=== Excerpted records ===
== Segment start ==
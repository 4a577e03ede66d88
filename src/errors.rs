//! Error types for the collection runner

use thiserror::Error;

/// Failures that can end or prevent a run.
///
/// Per-step failures never surface through this type while a run is in
/// progress; they are recorded on the step's `RequestResult` instead.
#[derive(Error, Debug, Clone, PartialEq)]
pub enum RunError {
    #[error("Config error: {0}")]
    Config(String),

    #[error("No requests to run in {0}")]
    NoRequests(String),

    #[error("Folder not found: {0}")]
    FolderNotFound(String),

    #[error("Network error: {0}")]
    Network(#[from] NetworkError),

    #[error("Script error: {0}")]
    Script(#[from] ScriptError),

    #[error("Export error: {0}")]
    Export(String),
}

/// Transport failure reported by an `HttpSender`
#[derive(Error, Debug, Clone, PartialEq, Eq)]
#[error("{message}")]
pub struct NetworkError {
    pub message: String,
    timed_out: bool,
}

impl NetworkError {
    /// Classifies the failure from its text, for senders that only have a message
    pub fn new(message: impl Into<String>) -> Self {
        let message = message.into();
        let timed_out = reads_like_timeout(&message);
        NetworkError { message, timed_out }
    }

    /// A failure the transport itself reported as a deadline being exceeded
    pub fn timeout(message: impl Into<String>) -> Self {
        NetworkError {
            message: message.into(),
            timed_out: true,
        }
    }

    /// Any other transport failure, whatever its text says
    pub fn transport(message: impl Into<String>) -> Self {
        NetworkError {
            message: message.into(),
            timed_out: false,
        }
    }

    pub fn is_timeout(&self) -> bool {
        self.timed_out
    }
}

fn reads_like_timeout(message: &str) -> bool {
    let text = message.to_lowercase();
    ["timeout", "timed out", "deadline"]
        .iter()
        .any(|needle| text.contains(needle))
}

/// Failure of a pre-request or post-response script
#[derive(Error, Debug, Clone, PartialEq, Eq)]
#[error("{}{message}", line_prefix(.line))]
pub struct ScriptError {
    pub message: String,
    /// 1-based line of the failing statement, when known
    pub line: Option<usize>,
}

impl ScriptError {
    pub fn new(message: impl Into<String>) -> Self {
        ScriptError {
            message: message.into(),
            line: None,
        }
    }

    pub fn at_line(line: usize, message: impl Into<String>) -> Self {
        ScriptError {
            message: message.into(),
            line: Some(line),
        }
    }
}

fn line_prefix(line: &Option<usize>) -> String {
    line.map(|n| format!("line {}: ", n)).unwrap_or_default()
}
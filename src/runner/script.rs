//! Script bridge - the shapes scripts see and how their effects flow back
//!
//! Scripts never touch a `Request` or the session directly. They work on a
//! `ScriptRequest` copy and report variable changes as `EnvChange`s, which
//! the executor applies through `RunSession`.

use async_trait::async_trait;
use serde::{Deserialize, Serialize};
use std::collections::HashMap;

use crate::errors::ScriptError;
use crate::models::{Header, Request};
use crate::runner::result::HttpResponse;
use crate::runner::session::RunSession;

/// Named pass/fail check declared by a post-response script
#[derive(Clone, Debug, PartialEq, Eq, Serialize, Deserialize)]
pub struct AssertionResult {
    pub name: String,
    pub passed: bool,
    #[serde(default, skip_serializing_if = "Option::is_none")]
    pub message: Option<String>,
}

impl AssertionResult {
    pub fn pass(name: impl Into<String>) -> Self {
        AssertionResult {
            name: name.into(),
            passed: true,
            message: None,
        }
    }

    pub fn fail(name: impl Into<String>, message: impl Into<String>) -> Self {
        AssertionResult {
            name: name.into(),
            passed: false,
            message: Some(message.into()),
        }
    }
}

#[derive(Clone, Copy, Debug, PartialEq, Eq, Serialize, Deserialize)]
#[serde(rename_all = "lowercase")]
pub enum EnvChangeKind {
    Set,
    Unset,
}

/// A variable mutation requested by a script
#[derive(Clone, Debug, PartialEq, Eq, Serialize, Deserialize)]
pub struct EnvChange {
    pub kind: EnvChangeKind,
    pub name: String,
    #[serde(default)]
    pub value: String,
    #[serde(default)]
    pub previous_value: Option<String>,
}

impl EnvChange {
    pub fn set(name: impl Into<String>, value: impl Into<String>, previous: Option<String>) -> Self {
        EnvChange {
            kind: EnvChangeKind::Set,
            name: name.into(),
            value: value.into(),
            previous_value: previous,
        }
    }

    pub fn unset(name: impl Into<String>, previous: Option<String>) -> Self {
        EnvChange {
            kind: EnvChangeKind::Unset,
            name: name.into(),
            value: String::new(),
            previous_value: previous,
        }
    }
}

/// Error details kept on a `ScriptResult`
#[derive(Clone, Debug, PartialEq, Eq, Serialize, Deserialize)]
pub struct ScriptErrorInfo {
    pub message: String,
    #[serde(default)]
    pub line: Option<usize>,
}

impl From<&ScriptError> for ScriptErrorInfo {
    fn from(err: &ScriptError) -> Self {
        ScriptErrorInfo {
            message: err.message.clone(),
            line: err.line,
        }
    }
}

/// Everything a script run produced
#[derive(Clone, Debug, Default, PartialEq, Eq, Serialize, Deserialize)]
pub struct ScriptResult {
    #[serde(default)]
    pub console_output: Vec<String>,
    #[serde(default)]
    pub assertions: Vec<AssertionResult>,
    #[serde(default)]
    pub env_changes: Vec<EnvChange>,
    #[serde(default)]
    pub error: Option<ScriptErrorInfo>,
}

impl ScriptResult {
    /// Result standing in for a script that failed before returning anything
    pub fn from_error(err: &ScriptError) -> Self {
        ScriptResult {
            error: Some(err.into()),
            ..ScriptResult::default()
        }
    }

    pub fn has_failed_assertions(&self) -> bool {
        self.assertions.iter().any(|a| !a.passed)
    }
}

/// Request as seen by a script: method, URL, enabled headers and body
#[derive(Clone, Debug, PartialEq, Eq, Serialize, Deserialize)]
pub struct ScriptRequest {
    pub method: String,
    pub url: String,
    pub headers: Vec<(String, String)>,
    pub body: String,
}

impl ScriptRequest {
    pub fn from_request(request: &Request) -> Self {
        ScriptRequest {
            method: request.method.as_str().to_string(),
            url: request.url.clone(),
            headers: request
                .headers
                .iter()
                .filter(|h| h.enabled)
                .map(|h| (h.key.clone(), h.value.clone()))
                .collect(),
            body: request.body.clone(),
        }
    }

    /// Sets a header, replacing an existing one with the same name
    pub fn set_header(&mut self, key: impl Into<String>, value: impl Into<String>) {
        let key = key.into();
        let value = value.into();
        match self
            .headers
            .iter_mut()
            .find(|(k, _)| k.eq_ignore_ascii_case(&key))
        {
            Some(entry) => entry.1 = value,
            None => self.headers.push((key, value)),
        }
    }
}

/// Response as seen by a post-response script
#[derive(Clone, Debug, PartialEq, Eq, Serialize, Deserialize)]
pub struct ScriptResponse {
    pub status_code: u16,
    pub status_text: String,
    pub headers: Vec<(String, String)>,
    pub body: String,
    pub time_ms: u64,
}

impl ScriptResponse {
    pub fn from_response(response: &HttpResponse) -> Self {
        ScriptResponse {
            status_code: response.status_code,
            status_text: response.status_text.clone(),
            headers: response.headers.clone(),
            body: response.body.clone(),
            time_ms: response.time_ms,
        }
    }
}

/// Sandboxed script execution.
///
/// Implementations must return in bounded time; the runner imposes no
/// timeout of its own.
#[async_trait]
pub trait ScriptRunner: Send + Sync {
    /// Runs `script` against a working copy of the outgoing request.
    /// Edits made to `request` are copied back onto the real one.
    async fn execute_pre_request(
        &self,
        script: &str,
        request: &mut ScriptRequest,
        env: &HashMap<String, String>,
    ) -> Result<ScriptResult, ScriptError>;

    async fn execute_post_response(
        &self,
        script: &str,
        request: &ScriptRequest,
        response: &ScriptResponse,
        env: &HashMap<String, String>,
    ) -> Result<ScriptResult, ScriptError>;
}

/// Applies script-declared changes to the session environment, in order
pub fn apply_env_changes(session: &mut RunSession, changes: &[EnvChange]) {
    for change in changes {
        match change.kind {
            EnvChangeKind::Set => {
                session.set_session_env_variable(change.name.clone(), change.value.clone());
            }
            EnvChangeKind::Unset => {
                session.unset_session_env_variable(&change.name);
            }
        }
    }
}

/// Copies URL, header and body edits from a script's working copy.
///
/// Headers are left untouched unless the script changed them. Otherwise
/// disabled headers are kept as they were and enabled ones are replaced by
/// the working copy's list, preserving its order.
pub fn apply_request_edits(request: &mut Request, edited: &ScriptRequest) {
    request.url = edited.url.clone();
    request.body = edited.body.clone();
    if edited.headers == ScriptRequest::from_request(request).headers {
        return;
    }
    request.headers.retain(|h| !h.enabled);
    request
        .headers
        .extend(edited.headers.iter().map(|(k, v)| Header::new(k.clone(), v.clone())));
}

#[cfg(test)]
mod tests {
    use super::*;
    use crate::models::HttpMethod;
    use crate::runner::config::RunConfig;

    #[test]
    fn test_script_request_hides_disabled_headers() {
        let mut request = Request::new("r", HttpMethod::GET, "{{base}}/x")
            .with_header("Accept", "application/json")
            .with_header("X-Debug", "1");
        request.headers[1].enabled = false;

        let view = ScriptRequest::from_request(&request);
        assert_eq!(view.url, "{{base}}/x");
        assert_eq!(view.method, "GET");
        assert_eq!(view.headers, [("Accept".to_string(), "application/json".to_string())]);
    }

    #[test]
    fn test_request_edits_copied_back() {
        let mut request = Request::new("r", HttpMethod::POST, "http://a/x")
            .with_header("Accept", "text/plain")
            .with_header("X-Off", "1")
            .with_body("old");
        request.headers[1].enabled = false;

        let mut view = ScriptRequest::from_request(&request);
        view.url = "http://b/y".into();
        view.body = "new".into();
        view.set_header("accept", "application/json");
        view.set_header("X-Added", "yes");
        apply_request_edits(&mut request, &view);

        assert_eq!(request.url, "http://b/y");
        assert_eq!(request.body, "new");
        assert_eq!(request.header("Accept"), Some("application/json"));
        assert_eq!(request.header("X-Added"), Some("yes"));
        assert!(request.headers.iter().any(|h| h.key == "X-Off" && !h.enabled));
    }

    #[test]
    fn test_untouched_headers_keep_their_order() {
        let mut request = Request::new("r", HttpMethod::GET, "http://a/x")
            .with_header("Accept", "application/json")
            .with_header("X-Off", "1")
            .with_header("X-Trace", "abc");
        request.headers[1].enabled = false;
        let before = request.headers.clone();

        let mut view = ScriptRequest::from_request(&request);
        view.url = "http://a/y".into();
        apply_request_edits(&mut request, &view);

        assert_eq!(request.url, "http://a/y");
        assert_eq!(request.headers, before);
    }

    #[test]
    fn test_env_changes_apply_in_order() {
        let mut session = RunSession::new("c", vec![], None, RunConfig::default());
        session.start(1);
        apply_env_changes(
            &mut session,
            &[
                EnvChange::set("a", "1", None),
                EnvChange::set("b", "2", None),
                EnvChange::unset("a", Some("1".into())),
                EnvChange::set("b", "3", Some("2".into())),
            ],
        );
        assert!(!session.session_env().contains_key("a"));
        assert_eq!(session.session_env()["b"], "3");
    }
}
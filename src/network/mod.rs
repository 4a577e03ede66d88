//! Network layer - HTTP request execution and collection runs
//!
//! The Network actor receives commands and sends back responses and run events.

pub mod actor;
pub mod client;

pub use actor::NetworkActor;
pub use client::ReqwestSender;
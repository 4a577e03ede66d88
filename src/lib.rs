//! # Courier TUI
//!
//! A terminal-based API client with collections, environments and a
//! collection runner.
//!
//! ## Features
//! - HTTP methods: GET, POST, PUT, PATCH, DELETE, HEAD, OPTIONS
//! - Collections with nested folders, stored as YAML
//! - Environments with `{{variable}}` substitution
//! - Pre-request and post-response scripts with assertions
//! - Collection runner with stop-on-failure, delay and cancellation
//! - JSON run reports
//!
//! ## Architecture
//! Actor-based with channels:
//! - UI Layer (Ratatui) - synchronous
//! - App Layer (State machine)
//! - Network Layer (Tokio runtime)

pub mod app;
pub mod config;
pub mod constants;
pub mod errors;
pub mod messages;
pub mod models;
pub mod network;
pub mod runner;
pub mod scripting;
pub mod storage;
pub mod ui;

// Re-export commonly used types
pub use models::{Request, HttpMethod, Header, AuthType, Collection, CollectionItem, Environment};
pub use messages::{UiEvent, NetworkCommand, NetworkResponse, RenderState};
pub use app::{AppState, AppActor};
pub use network::{NetworkActor, ReqwestSender};
pub use runner::{prepare_run, RunConfig, RunReport, RunSession, Scheduler};
pub use scripting::DirectiveScriptRunner;
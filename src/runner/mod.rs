//! Collection runner - executes an ordered list of requests as one run
//!
//! The host prepares a session with [`prepare_run`], then either drives
//! [`execute_step`] itself or hands both to a [`Scheduler`]. Every step is
//! recorded on the session; [`RunReport`] summarises it at any time.

pub mod collect;
pub mod config;
pub mod executor;
pub mod report;
pub mod result;
pub mod scheduler;
pub mod script;
pub mod session;
pub mod substitute;

pub use collect::collect_requests;
pub use config::RunConfig;
pub use executor::{execute_step, HttpSender, StepOutcome};
pub use report::RunReport;
pub use result::{ErrorKind, HttpResponse, RequestResult, StepError, StepStatus};
pub use scheduler::{cancel_run, NextAction, RunEvent, Scheduler};
pub use script::{
    AssertionResult, EnvChange, EnvChangeKind, ScriptRequest, ScriptResponse, ScriptResult,
    ScriptRunner,
};
pub use session::{RunSession, RunStatus};
pub use substitute::{substitute, substitute_request};

use std::time::Duration;

use crate::errors::RunError;
use crate::models::{Collection, Environment, Request};

/// Whole milliseconds in `duration`, saturating at `u64::MAX`
pub fn millis(duration: Duration) -> u64 {
    u64::try_from(duration.as_millis()).unwrap_or(u64::MAX)
}

/// Validates `config` and resolves the requests of a run.
///
/// Errors here are fatal to starting the run only.
pub fn prepare_run(
    collection: &Collection,
    folder_path: &[String],
    environment: Option<&Environment>,
    config: RunConfig,
) -> Result<(RunSession, Vec<Request>), RunError> {
    config.validate()?;
    let requests = collect_requests(collection, folder_path)?;
    let session = RunSession::new(
        collection.name.clone(),
        folder_path.to_vec(),
        environment,
        config,
    );
    Ok((session, requests))
}

#[cfg(test)]
mod tests {
    use super::*;
    use crate::models::{CollectionItem, HttpMethod};

    #[test]
    fn test_millis_saturates() {
        assert_eq!(millis(Duration::from_micros(2_500)), 2);
        assert_eq!(millis(Duration::MAX), u64::MAX);
    }

    #[test]
    fn test_prepare_run_checks_config_before_requests() {
        let empty = Collection::new("empty");
        let err = prepare_run(&empty, &[], None, RunConfig::new(false, -1)).unwrap_err();
        assert!(matches!(err, RunError::Config(_)));

        let err = prepare_run(&empty, &[], None, RunConfig::default()).unwrap_err();
        assert!(matches!(err, RunError::NoRequests(_)));
    }

    #[test]
    fn test_prepare_run_builds_pending_session() {
        let col = Collection::new("api").with_item(CollectionItem::Request(Request::new(
            "ping",
            HttpMethod::GET,
            "{{base}}/ping",
        )));
        let env = Environment::sample();

        let (session, requests) =
            prepare_run(&col, &[], Some(&env), RunConfig::new(true, 10)).unwrap();
        assert_eq!(requests.len(), 1);
        assert_eq!(session.status(), RunStatus::Pending);
        assert_eq!(session.collection_name(), "api");
        assert!(session.session_env().contains_key("base"));
        assert!(session.config().stop_on_failure);
    }
}
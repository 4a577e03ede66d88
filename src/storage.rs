use crate::config::AppConfig;
use crate::constants::{CONFIG_FILE_NAME, REPORTS_DIR_NAME};
use crate::models::{Collection, Environment, HistoryEntry};
use crate::runner::RunReport;
use anyhow::{Context, Result};
use std::collections::VecDeque;
use std::fs;
use std::path::{Path, PathBuf};

const MAX_HISTORY: usize = 50;

/// Collection name and folder path, reduced to `[A-Za-z0-9_-]` and joined by `-`
fn report_file_stem(report: &RunReport) -> String {
    let stem = std::iter::once(report.collection_name.as_str())
        .chain(report.folder_path.iter().map(String::as_str))
        .map(|part| {
            part.chars()
                .map(|c| if c.is_ascii_alphanumeric() || c == '-' || c == '_' { c } else { '_' })
                .collect::<String>()
        })
        .collect::<Vec<_>>()
        .join("-");
    if stem.is_empty() {
        "run".to_string()
    } else {
        stem
    }
}

/// Manages request history and file storage
pub struct Storage {
    pub history: VecDeque<HistoryEntry>,
    pub collections: Vec<Collection>,
    pub environments: Vec<Environment>,
    pub current_env: Option<usize>,
    config_dir: PathBuf,
}

impl Storage {
    pub fn new() -> Self {
        Self::with_dir(AppConfig::config_dir())
    }

    /// Storage rooted at `config_dir`; falls back to the built-in samples
    /// when nothing is stored there yet
    pub fn with_dir(config_dir: impl Into<PathBuf>) -> Self {
        let mut storage = Storage {
            history: VecDeque::with_capacity(MAX_HISTORY),
            collections: Vec::new(),
            environments: Vec::new(),
            current_env: None,
            config_dir: config_dir.into(),
        };

        if let Err(e) = storage.load_all() {
            tracing::warn!(dir = %storage.config_dir.display(), error = %e, "Failed to load saved data");
        }
        storage.seed_samples();
        storage
    }

    pub fn config_dir(&self) -> &Path {
        &self.config_dir
    }

    fn seed_samples(&mut self) {
        if self.collections.is_empty() {
            self.collections.push(Collection::sample());
        }
        if self.environments.is_empty() {
            self.environments.push(Environment::sample());
        }
        if self.current_env.is_none() {
            self.current_env = Some(0);
        }
    }

    /// Add entry to history
    pub fn add_to_history(&mut self, entry: HistoryEntry) {
        if self.history.len() >= MAX_HISTORY {
            self.history.pop_back();
        }
        self.history.push_front(entry);
    }

    /// Get current environment
    pub fn current_environment(&self) -> Option<&Environment> {
        self.current_env.and_then(|i| self.environments.get(i))
    }

    /// Cycles through the environments, ending with none selected
    pub fn cycle_environment(&mut self) {
        self.current_env = match self.current_env {
            None if !self.environments.is_empty() => Some(0),
            Some(i) if i + 1 < self.environments.len() => Some(i + 1),
            _ => None,
        };
    }

    /// Ensure a directory exists
    fn ensure_dir(dir: &Path) -> Result<()> {
        if !dir.exists() {
            fs::create_dir_all(dir)
                .with_context(|| format!("failed to create {}", dir.display()))?;
        }
        Ok(())
    }

    /// Save a collection to file
    pub fn save_collection(&self, collection: &Collection) -> Result<PathBuf> {
        Self::ensure_dir(&self.config_dir)?;
        let path = self.config_dir.join(format!("{}.yaml", collection.name));
        let content = serde_yaml::to_string(collection)?;
        fs::write(&path, content).with_context(|| format!("failed to write {}", path.display()))?;
        Ok(path)
    }

    /// Save an environment to file
    pub fn save_environment(&self, environment: &Environment) -> Result<PathBuf> {
        Self::ensure_dir(&self.config_dir)?;
        let path = self
            .config_dir
            .join(format!("{}.env.yaml", environment.name));
        let content = serde_yaml::to_string(environment)?;
        fs::write(&path, content).with_context(|| format!("failed to write {}", path.display()))?;
        Ok(path)
    }

    /// Writes `report` as pretty JSON under the reports directory
    pub fn export_run_report(&self, report: &RunReport) -> Result<PathBuf> {
        let dir = self.config_dir.join(REPORTS_DIR_NAME);
        Self::ensure_dir(&dir)?;

        let stamp = report
            .end_time
            .or(report.start_time)
            .unwrap_or_else(chrono::Utc::now)
            .format("%Y%m%d-%H%M%S");
        let path = dir.join(format!("{}-{}.json", report_file_stem(report), stamp));

        let content = serde_json::to_string_pretty(report)?;
        fs::write(&path, content).with_context(|| format!("failed to write {}", path.display()))?;
        tracing::info!(path = %path.display(), "Run report exported");
        Ok(path)
    }

    /// Load all collections and environments from disk
    pub fn load_all(&mut self) -> Result<()> {
        if !self.config_dir.exists() {
            return Ok(());
        }

        let mut paths: Vec<PathBuf> = fs::read_dir(&self.config_dir)?
            .filter_map(|entry| entry.ok().map(|e| e.path()))
            .filter(|path| path.is_file())
            .collect();
        paths.sort();

        for path in paths {
            let Some(filename) = path.file_name().and_then(|n| n.to_str()) else {
                continue;
            };
            if filename == CONFIG_FILE_NAME {
                continue;
            }

            if filename.ends_with(".env.yaml") {
                match read_yaml::<Environment>(&path) {
                    Ok(env) => self.environments.push(env),
                    Err(e) => tracing::warn!(error = %format!("{:#}", e), "Skipping environment"),
                }
            } else if filename.ends_with(".yaml") {
                match read_yaml::<Collection>(&path) {
                    Ok(col) => self.collections.push(col),
                    Err(e) => tracing::warn!(error = %format!("{:#}", e), "Skipping collection"),
                }
            }
        }

        Ok(())
    }

    /// Get history item by index (0 = most recent)
    pub fn get_history(&self, index: usize) -> Option<&HistoryEntry> {
        self.history.get(index)
    }

    /// History length
    pub fn history_len(&self) -> usize {
        self.history.len()
    }
}

fn read_yaml<T: serde::de::DeserializeOwned>(path: &Path) -> Result<T> {
    let content =
        fs::read_to_string(path).with_context(|| format!("failed to read {}", path.display()))?;
    serde_yaml::from_str(&content).with_context(|| format!("failed to parse {}", path.display()))
}

impl Default for Storage {
    fn default() -> Self {
        Self::new()
    }
}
== Segment end ==
=== What needs to be done ===
Scan the lines above, and whenever one holds the string "execution", copy it.

=== Answer section ===
/// Sandboxed script execution.
//! Network layer - HTTP request execution and collection runs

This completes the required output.